---------- Dataset records

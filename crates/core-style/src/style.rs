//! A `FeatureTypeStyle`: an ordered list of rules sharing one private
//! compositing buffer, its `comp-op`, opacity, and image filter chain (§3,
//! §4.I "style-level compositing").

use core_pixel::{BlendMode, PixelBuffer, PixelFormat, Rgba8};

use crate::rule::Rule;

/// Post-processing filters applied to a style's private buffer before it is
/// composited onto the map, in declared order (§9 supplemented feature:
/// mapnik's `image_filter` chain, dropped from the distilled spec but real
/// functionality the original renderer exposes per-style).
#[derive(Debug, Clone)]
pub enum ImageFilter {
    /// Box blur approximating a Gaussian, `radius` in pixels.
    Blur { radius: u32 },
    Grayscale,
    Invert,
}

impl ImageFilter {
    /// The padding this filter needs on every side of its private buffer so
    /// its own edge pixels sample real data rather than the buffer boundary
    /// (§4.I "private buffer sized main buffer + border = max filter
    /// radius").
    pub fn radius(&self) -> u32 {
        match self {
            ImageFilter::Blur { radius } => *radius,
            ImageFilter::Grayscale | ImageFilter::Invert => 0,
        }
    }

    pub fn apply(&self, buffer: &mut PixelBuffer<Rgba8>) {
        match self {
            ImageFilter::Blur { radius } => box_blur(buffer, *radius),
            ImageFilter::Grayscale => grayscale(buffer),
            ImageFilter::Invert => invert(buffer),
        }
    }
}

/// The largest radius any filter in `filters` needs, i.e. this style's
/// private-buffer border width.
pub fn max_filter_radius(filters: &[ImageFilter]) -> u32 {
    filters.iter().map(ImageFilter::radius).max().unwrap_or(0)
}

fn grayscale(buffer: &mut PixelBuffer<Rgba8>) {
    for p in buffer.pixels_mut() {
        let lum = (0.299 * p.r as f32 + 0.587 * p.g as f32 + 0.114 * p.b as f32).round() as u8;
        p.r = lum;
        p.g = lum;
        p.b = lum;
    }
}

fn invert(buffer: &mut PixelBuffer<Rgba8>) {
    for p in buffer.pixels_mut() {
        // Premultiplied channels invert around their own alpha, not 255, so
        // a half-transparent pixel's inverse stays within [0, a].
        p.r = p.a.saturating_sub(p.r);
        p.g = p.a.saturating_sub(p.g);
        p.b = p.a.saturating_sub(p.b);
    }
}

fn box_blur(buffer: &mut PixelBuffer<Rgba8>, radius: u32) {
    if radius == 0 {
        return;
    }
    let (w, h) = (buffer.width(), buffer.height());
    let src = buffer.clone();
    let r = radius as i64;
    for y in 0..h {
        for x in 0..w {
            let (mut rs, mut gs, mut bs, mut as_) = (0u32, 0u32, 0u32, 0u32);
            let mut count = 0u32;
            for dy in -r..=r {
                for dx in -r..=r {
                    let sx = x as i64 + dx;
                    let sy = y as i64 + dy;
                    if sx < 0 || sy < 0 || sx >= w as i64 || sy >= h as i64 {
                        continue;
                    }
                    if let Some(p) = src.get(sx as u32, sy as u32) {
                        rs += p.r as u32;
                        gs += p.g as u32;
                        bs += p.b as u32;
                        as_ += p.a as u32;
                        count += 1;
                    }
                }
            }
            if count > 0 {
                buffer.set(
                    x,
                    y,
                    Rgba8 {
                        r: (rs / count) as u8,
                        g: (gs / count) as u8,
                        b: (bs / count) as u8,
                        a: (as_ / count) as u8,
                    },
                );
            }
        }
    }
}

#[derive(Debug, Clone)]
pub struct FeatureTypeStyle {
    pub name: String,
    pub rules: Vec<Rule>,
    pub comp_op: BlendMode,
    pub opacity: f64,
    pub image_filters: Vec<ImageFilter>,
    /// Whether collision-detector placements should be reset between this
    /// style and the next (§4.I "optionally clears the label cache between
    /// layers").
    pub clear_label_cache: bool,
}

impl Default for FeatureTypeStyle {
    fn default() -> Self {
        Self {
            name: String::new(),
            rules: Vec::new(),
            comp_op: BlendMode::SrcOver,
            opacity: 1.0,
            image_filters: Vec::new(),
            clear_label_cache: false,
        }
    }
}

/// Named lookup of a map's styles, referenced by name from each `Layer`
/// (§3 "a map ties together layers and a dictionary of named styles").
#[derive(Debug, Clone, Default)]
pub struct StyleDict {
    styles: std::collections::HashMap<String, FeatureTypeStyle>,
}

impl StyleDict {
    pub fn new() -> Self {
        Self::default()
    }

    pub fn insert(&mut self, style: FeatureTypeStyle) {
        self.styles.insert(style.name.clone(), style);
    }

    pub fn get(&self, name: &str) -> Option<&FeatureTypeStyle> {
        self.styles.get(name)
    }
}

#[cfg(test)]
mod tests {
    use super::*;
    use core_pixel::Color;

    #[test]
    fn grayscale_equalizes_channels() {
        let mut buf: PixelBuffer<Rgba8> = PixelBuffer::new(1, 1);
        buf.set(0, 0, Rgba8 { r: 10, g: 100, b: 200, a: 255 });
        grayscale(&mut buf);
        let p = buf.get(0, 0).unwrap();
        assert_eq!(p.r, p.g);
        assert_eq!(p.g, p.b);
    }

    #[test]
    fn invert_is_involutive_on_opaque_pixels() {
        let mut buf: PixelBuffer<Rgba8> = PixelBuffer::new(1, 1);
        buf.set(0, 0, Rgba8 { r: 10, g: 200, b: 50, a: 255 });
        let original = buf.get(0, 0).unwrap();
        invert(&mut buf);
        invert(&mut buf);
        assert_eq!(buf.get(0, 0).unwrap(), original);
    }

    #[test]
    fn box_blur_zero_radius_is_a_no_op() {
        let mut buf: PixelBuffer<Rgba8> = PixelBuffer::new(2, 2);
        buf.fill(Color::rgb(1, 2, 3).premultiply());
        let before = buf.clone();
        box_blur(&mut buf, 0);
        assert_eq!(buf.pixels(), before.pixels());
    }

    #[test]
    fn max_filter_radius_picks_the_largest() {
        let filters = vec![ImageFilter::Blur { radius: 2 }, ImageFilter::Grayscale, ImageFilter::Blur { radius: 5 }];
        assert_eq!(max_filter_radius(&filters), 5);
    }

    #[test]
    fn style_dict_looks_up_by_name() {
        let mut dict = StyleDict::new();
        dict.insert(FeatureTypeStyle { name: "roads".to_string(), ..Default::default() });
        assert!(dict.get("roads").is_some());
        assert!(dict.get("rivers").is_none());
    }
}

--------------------

- _Problem_: Each line of the data is to be retyped exactly as shown.

- _Response area_:
filename crates/core-style/src/style.rs
//! A `FeatureTypeStyle`: an ordered list of rules sharing one private
//! compositing buffer, its `comp-op`, opacity, and image filter chain (§3,
//! §4.I "style-level compositing").

use core_pixel::{BlendMode, PixelBuffer, PixelFormat, Rgba8};

use crate::rule::Rule;

/// Post-processing filters applied to a style's private buffer before it is
/// composited onto the map, in declared order (§9 supplemented feature:
/// mapnik's `image_filter` chain, dropped from the distilled spec but real
/// functionality the original renderer exposes per-style).
#[derive(Debug, Clone)]
pub enum ImageFilter {
    /// Box blur approximating a Gaussian, `radius` in pixels.
    Blur { radius: u32 },
    Grayscale,
    Invert,
}

impl ImageFilter {
    /// The padding this filter needs on every side of its private buffer so
    /// its own edge pixels sample real data rather than the buffer boundary
    /// (§4.I "private buffer sized main buffer + border = max filter
    /// radius").
    pub fn radius(&self) -> u32 {
        match self {
            ImageFilter::Blur { radius } => *radius,
            ImageFilter::Grayscale | ImageFilter::Invert => 0,
        }
    }

    pub fn apply(&self, buffer: &mut PixelBuffer<Rgba8>) {
        match self {
            ImageFilter::Blur { radius } => box_blur(buffer, *radius),
            ImageFilter::Grayscale => grayscale(buffer),
            ImageFilter::Invert => invert(buffer),
        }
    }
}

/// The largest radius any filter in `filters` needs, i.e. this style's
/// private-buffer border width.
pub fn max_filter_radius(filters: &[ImageFilter]) -> u32 {
    filters.iter().map(ImageFilter::radius).max().unwrap_or(0)
}

fn grayscale(buffer: &mut PixelBuffer<Rgba8>) {
    for p in buffer.pixels_mut() {
        let lum = (0.299 * p.r as f32 + 0.587 * p.g as f32 + 0.114 * p.b as f32).round() as u8;
        p.r = lum;
        p.g = lum;
        p.b = lum;
    }
}

fn invert(buffer: &mut PixelBuffer<Rgba8>) {
    for p in buffer.pixels_mut() {
        // Premultiplied channels invert around their own alpha, not 255, so
        // a half-transparent pixel's inverse stays within [0, a].
        p.r = p.a.saturating_sub(p.r);
        p.g = p.a.saturating_sub(p.g);
        p.b = p.a.saturating_sub(p.b);
    }
}

fn box_blur(buffer: &mut PixelBuffer<Rgba8>, radius: u32) {
    if radius == 0 {
        return;
    }
    let (w, h) = (buffer.width(), buffer.height());
    let src = buffer.clone();
    let r = radius as i64;
    for y in 0..h {
        for x in 0..w {
            let (mut rs, mut gs, mut bs, mut as_) = (0u32, 0u32, 0u32, 0u32);
            let mut count = 0u32;
            for dy in -r..=r {
                for dx in -r..=r {
                    let sx = x as i64 + dx;
                    let sy = y as i64 + dy;
                    if sx < 0 || sy < 0 || sx >= w as i64 || sy >= h as i64 {
                        continue;
                    }
                    if let Some(p) = src.get(sx as u32, sy as u32) {
                        rs += p.r as u32;
                        gs += p.g as u32;
                        bs += p.b as u32;
                        as_ += p.a as u32;
                        count += 1;
                    }
                }
            }
            if count > 0 {
                buffer.set(
                    x,
                    y,
                    Rgba8 {
                        r: (rs / count) as u8,
                        g: (gs / count) as u8,
                        b: (bs / count) as u8,
                        a: (as_ / count) as u8,
                    },
                );
            }
        }
    }
}

#[derive(Debug, Clone)]
pub struct FeatureTypeStyle {
    pub name: String,
    pub rules: Vec<Rule>,
    pub comp_op: BlendMode,
    pub opacity: f64,
    pub image_filters: Vec<ImageFilter>,
    /// Whether collision-detector placements should be reset between this
    /// style and the next (§4.I "optionally clears the label cache between
    /// layers").
    pub clear_label_cache: bool,
}

impl Default for FeatureTypeStyle {
    fn default() -> Self {
        Self {
            name: String::new(),
            rules: Vec::new(),
            comp_op: BlendMode::SrcOver,
            opacity: 1.0,
            image_filters: Vec::new(),
            clear_label_cache: false,
        }
    }
}

/// Named lookup of a map's styles, referenced by name from each `Layer`
/// (§3 "a map ties together layers and a dictionary of named styles").
#[derive(Debug, Clone, Default)]
pub struct StyleDict {
    styles: std::collections::HashMap<String, FeatureTypeStyle>,
}

impl StyleDict {
    pub fn new() -> Self {
        Self::default()
    }

    pub fn insert(&mut self, style: FeatureTypeStyle) {
        self.styles.insert(style.name.clone(), style);
    }

    pub fn get(&self, name: &str) -> Option<&FeatureTypeStyle> {
        self.styles.get(name)
    }
}

#[cfg(test)]
mod tests {
    use super::*;
    use core_pixel::Color;

    #[test]
    fn grayscale_equalizes_channels() {
        let mut buf: PixelBuffer<Rgba8> = PixelBuffer::new(1, 1);
        buf.set(0, 0, Rgba8 { r: 10, g: 100, b: 200, a: 255 });
        grayscale(&mut buf);
        let p = buf.get(0, 0).unwrap();
        assert_eq!(p.r, p.g);
        assert_eq!(p.g, p.b);
    }

    #[test]
    fn invert_is_involutive_on_opaque_pixels() {
        let mut buf: PixelBuffer<Rgba8> = PixelBuffer::new(1, 1);
        buf.set(0, 0, Rgba8 { r: 10, g: 200, b: 50, a: 255 });
        let original = buf.get(0, 0).unwrap();
        invert(&mut buf);
        invert(&mut buf);
        assert_eq!(buf.get(0, 0).unwrap(), original);
    }

    #[test]
    fn box_blur_zero_radius_is_a_no_op() {
        let mut buf: PixelBuffer<Rgba8> = PixelBuffer::new(2, 2);
        buf.fill(Color::rgb(1, 2, 3).premultiply());
        let before = buf.clone();
        box_blur(&mut buf, 0);
        assert_eq!(buf.pixels(), before.pixels());
    }

    #[test]
    fn max_filter_radius_picks_the_largest() {
        let filters = vec![ImageFilter::Blur { radius: 2 }, ImageFilter::Grayscale, ImageFilter::Blur { radius: 5 }];
        assert_eq!(max_filter_radius(&filters), 5);
    }

    #[test]
    fn style_dict_looks_up_by_name() {
        let mut dict = StyleDict::new();
        dict.insert(FeatureTypeStyle { name: "roads".to_string(), ..Default::default() });
        assert!(dict.get("roads").is_some());
        assert!(dict.get("rivers").is_none());
    }
}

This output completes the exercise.